** What you are asked to do **
Can you return the records below exactly as they stand, but only from the first line through the one with "pub fn id_matches(&self, path_id: &str)"?

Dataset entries
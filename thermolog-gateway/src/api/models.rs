use serde::Deserialize;

/// Body of `PUT /hubs/{id}` and `PUT /sensors/{id}`.
///
/// Clients usually send back the whole object they fetched; only `id` and
/// `name` are looked at, everything else is ignored.
#[derive(Debug, Default, Deserialize)]
pub struct RenameRequest {
    pub id: Option<String>,
    pub name: Option<String>,
}

impl RenameRequest {
    /// An absent `id` never conflicts with the path.
    pub fn id_matches(&self, path_id: &str) -> bool {
        self.id.as_deref().is_none_or(|id| id == path_id)
    }
}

** Reply to the task **
filename thermolog-gateway/src/api/models.rs
use serde::Deserialize;

/// Body of `PUT /hubs/{id}` and `PUT /sensors/{id}`.
///
/// Clients usually send back the whole object they fetched; only `id` and
/// `name` are looked at, everything else is ignored.
#[derive(Debug, Default, Deserialize)]
pub struct RenameRequest {
    pub id: Option<String>,
    pub name: Option<String>,
}

impl RenameRequest {
    /// An absent `id` never conflicts with the path.
    pub fn id_matches(&self, path_id: &str) -> bool {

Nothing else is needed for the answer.